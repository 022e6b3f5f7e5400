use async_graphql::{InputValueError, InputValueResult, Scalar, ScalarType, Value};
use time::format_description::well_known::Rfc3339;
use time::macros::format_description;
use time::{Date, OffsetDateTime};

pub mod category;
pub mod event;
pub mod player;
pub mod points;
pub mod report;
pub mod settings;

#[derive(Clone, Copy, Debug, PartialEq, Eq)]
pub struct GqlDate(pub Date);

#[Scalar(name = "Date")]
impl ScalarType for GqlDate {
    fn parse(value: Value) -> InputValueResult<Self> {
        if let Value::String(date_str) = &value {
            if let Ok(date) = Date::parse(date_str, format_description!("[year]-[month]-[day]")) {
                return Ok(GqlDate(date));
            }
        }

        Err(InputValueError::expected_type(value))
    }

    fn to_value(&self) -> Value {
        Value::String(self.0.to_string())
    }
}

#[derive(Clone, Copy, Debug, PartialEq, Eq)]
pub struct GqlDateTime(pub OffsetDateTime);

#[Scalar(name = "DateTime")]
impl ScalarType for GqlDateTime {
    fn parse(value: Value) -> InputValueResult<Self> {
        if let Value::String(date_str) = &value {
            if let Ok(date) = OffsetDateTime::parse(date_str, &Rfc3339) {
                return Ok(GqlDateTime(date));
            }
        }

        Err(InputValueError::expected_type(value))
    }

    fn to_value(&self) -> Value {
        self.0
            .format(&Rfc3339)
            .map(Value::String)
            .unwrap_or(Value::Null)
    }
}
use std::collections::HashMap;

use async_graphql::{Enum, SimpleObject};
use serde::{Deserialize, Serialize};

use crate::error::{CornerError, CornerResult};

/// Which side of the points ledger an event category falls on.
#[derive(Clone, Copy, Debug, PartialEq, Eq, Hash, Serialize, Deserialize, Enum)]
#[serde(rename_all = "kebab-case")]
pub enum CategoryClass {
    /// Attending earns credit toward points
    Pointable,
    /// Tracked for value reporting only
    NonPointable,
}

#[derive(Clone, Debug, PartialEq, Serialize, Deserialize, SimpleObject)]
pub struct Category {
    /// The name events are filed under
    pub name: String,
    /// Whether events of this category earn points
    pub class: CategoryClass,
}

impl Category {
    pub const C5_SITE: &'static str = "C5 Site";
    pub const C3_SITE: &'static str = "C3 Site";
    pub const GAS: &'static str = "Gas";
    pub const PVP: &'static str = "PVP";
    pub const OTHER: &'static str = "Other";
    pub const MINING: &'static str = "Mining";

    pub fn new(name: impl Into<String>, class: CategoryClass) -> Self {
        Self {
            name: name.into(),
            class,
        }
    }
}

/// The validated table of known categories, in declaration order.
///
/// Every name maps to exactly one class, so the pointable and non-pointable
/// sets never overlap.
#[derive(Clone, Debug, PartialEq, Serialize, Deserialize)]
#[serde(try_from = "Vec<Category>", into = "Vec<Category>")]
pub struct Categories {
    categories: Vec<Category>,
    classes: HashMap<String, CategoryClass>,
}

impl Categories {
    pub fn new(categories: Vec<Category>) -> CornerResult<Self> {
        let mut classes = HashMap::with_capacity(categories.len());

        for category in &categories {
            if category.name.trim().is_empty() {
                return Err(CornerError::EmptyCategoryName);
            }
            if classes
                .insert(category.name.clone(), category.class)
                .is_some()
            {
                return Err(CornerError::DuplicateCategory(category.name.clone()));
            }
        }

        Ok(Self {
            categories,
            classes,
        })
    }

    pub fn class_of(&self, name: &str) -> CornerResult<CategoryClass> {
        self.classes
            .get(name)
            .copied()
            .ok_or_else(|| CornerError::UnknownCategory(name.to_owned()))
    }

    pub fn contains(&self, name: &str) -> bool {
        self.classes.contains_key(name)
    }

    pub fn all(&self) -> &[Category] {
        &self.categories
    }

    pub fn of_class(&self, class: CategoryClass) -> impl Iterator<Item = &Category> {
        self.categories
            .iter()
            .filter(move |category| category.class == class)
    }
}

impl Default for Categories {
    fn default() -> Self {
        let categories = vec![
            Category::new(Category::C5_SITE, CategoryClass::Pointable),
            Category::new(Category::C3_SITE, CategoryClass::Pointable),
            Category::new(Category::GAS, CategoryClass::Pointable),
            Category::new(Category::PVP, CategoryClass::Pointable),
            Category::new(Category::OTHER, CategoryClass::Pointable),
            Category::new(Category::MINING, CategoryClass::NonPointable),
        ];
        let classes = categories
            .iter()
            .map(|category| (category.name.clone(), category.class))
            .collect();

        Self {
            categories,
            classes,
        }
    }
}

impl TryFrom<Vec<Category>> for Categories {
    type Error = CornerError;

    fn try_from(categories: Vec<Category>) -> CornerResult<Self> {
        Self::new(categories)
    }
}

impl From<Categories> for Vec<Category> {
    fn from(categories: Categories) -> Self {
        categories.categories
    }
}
..........
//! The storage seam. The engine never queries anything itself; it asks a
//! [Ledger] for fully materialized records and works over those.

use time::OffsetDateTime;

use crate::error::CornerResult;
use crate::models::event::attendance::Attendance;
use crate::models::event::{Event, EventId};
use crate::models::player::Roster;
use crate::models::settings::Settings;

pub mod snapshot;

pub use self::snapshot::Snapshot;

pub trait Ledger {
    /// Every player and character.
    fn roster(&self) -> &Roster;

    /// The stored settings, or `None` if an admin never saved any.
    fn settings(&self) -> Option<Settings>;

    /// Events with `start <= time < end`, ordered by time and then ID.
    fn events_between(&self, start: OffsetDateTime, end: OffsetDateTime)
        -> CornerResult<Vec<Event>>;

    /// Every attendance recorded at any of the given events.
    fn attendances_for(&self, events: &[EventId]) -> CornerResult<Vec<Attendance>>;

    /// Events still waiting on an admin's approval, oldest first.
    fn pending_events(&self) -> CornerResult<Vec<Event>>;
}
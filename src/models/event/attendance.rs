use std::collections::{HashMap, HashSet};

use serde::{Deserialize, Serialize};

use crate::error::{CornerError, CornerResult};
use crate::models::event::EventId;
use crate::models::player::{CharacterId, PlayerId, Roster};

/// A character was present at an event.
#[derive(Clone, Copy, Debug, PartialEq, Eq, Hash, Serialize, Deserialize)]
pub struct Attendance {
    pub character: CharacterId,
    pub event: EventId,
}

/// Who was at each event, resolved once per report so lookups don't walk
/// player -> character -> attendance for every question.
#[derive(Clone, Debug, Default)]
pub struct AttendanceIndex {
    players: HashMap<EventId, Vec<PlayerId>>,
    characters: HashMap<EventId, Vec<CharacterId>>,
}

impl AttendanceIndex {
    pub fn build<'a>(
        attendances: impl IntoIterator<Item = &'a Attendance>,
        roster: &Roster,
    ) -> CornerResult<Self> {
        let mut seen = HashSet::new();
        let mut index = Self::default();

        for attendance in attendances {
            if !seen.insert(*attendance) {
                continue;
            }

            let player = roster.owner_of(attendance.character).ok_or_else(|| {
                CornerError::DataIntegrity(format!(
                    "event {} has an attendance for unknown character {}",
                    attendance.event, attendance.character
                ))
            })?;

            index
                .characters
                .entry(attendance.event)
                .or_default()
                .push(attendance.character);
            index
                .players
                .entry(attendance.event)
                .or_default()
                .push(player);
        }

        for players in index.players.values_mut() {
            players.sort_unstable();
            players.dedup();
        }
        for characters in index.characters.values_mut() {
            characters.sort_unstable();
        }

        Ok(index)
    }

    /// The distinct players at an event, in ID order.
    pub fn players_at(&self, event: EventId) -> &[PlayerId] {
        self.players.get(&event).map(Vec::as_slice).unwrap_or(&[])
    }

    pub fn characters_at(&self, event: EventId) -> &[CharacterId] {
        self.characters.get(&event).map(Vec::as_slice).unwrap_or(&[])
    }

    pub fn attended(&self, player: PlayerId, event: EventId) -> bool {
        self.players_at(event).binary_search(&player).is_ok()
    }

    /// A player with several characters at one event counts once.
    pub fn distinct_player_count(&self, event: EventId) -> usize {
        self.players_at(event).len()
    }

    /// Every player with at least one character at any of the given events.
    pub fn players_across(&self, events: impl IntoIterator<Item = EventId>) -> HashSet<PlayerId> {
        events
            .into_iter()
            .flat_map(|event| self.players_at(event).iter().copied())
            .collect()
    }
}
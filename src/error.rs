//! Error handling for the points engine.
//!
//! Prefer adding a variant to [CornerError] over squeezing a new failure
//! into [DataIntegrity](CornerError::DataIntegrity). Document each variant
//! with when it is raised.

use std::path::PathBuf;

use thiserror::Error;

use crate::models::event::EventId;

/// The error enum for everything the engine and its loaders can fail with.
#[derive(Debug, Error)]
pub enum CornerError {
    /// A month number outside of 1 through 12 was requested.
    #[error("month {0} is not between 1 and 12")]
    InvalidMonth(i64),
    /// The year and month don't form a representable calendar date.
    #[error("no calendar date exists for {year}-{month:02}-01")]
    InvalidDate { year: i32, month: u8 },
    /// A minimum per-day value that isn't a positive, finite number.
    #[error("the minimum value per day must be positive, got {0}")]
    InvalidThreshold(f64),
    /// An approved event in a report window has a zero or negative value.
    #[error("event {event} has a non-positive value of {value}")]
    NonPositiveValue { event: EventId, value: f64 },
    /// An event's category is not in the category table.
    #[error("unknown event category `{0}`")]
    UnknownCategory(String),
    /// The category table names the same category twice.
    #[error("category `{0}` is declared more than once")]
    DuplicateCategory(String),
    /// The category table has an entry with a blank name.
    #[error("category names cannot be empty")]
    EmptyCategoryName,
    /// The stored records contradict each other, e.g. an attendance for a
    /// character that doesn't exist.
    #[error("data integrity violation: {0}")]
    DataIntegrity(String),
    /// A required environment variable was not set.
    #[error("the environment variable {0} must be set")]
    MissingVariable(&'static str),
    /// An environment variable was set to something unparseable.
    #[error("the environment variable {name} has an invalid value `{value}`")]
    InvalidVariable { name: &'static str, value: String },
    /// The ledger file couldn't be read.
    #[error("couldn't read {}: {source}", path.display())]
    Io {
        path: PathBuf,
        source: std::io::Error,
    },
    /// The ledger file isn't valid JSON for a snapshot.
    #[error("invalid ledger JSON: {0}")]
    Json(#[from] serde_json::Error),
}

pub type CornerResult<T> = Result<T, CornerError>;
..........
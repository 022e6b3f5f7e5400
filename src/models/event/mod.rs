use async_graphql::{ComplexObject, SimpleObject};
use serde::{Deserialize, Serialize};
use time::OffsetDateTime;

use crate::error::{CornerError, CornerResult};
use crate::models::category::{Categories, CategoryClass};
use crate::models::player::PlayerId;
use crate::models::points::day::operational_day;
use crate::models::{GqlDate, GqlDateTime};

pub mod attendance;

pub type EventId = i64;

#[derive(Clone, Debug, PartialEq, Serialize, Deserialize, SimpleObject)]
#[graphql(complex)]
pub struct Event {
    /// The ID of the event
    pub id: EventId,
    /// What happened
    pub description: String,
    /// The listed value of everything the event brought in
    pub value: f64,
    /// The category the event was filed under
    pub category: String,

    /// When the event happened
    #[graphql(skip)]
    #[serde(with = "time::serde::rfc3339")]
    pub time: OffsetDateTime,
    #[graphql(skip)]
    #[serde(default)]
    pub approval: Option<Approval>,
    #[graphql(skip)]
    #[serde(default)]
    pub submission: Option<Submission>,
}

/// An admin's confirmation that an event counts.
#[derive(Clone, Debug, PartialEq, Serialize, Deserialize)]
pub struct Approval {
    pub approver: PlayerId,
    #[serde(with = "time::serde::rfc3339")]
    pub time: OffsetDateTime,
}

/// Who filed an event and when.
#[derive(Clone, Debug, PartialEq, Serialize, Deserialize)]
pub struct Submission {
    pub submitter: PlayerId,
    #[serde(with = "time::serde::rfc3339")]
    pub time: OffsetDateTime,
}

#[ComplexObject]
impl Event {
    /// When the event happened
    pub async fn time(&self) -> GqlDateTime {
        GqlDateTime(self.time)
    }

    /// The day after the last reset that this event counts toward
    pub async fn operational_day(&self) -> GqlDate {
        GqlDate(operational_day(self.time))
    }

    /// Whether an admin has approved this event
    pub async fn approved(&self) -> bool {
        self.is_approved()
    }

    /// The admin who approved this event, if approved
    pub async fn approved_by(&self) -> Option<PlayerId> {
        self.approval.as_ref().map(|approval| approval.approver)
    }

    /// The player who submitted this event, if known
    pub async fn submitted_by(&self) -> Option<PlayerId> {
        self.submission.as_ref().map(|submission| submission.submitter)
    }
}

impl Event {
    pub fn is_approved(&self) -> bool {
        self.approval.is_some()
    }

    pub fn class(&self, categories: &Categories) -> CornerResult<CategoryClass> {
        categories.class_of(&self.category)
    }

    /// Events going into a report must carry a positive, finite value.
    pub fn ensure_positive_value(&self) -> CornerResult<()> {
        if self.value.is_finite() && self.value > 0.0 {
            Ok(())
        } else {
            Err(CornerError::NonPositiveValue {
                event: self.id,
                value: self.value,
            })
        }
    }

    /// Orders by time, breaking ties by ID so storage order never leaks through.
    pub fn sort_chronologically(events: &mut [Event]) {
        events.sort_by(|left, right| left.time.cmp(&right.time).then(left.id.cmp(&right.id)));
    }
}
..........
Go through the material and copy every line in which the word "SimpleObject" occurs.

use async_graphql::{Enum, SimpleObject};
#[derive(Clone, Debug, PartialEq, Serialize, Deserialize, SimpleObject)]
use async_graphql::{ComplexObject, SimpleObject};
#[derive(Clone, Debug, PartialEq, Serialize, Deserialize, SimpleObject)]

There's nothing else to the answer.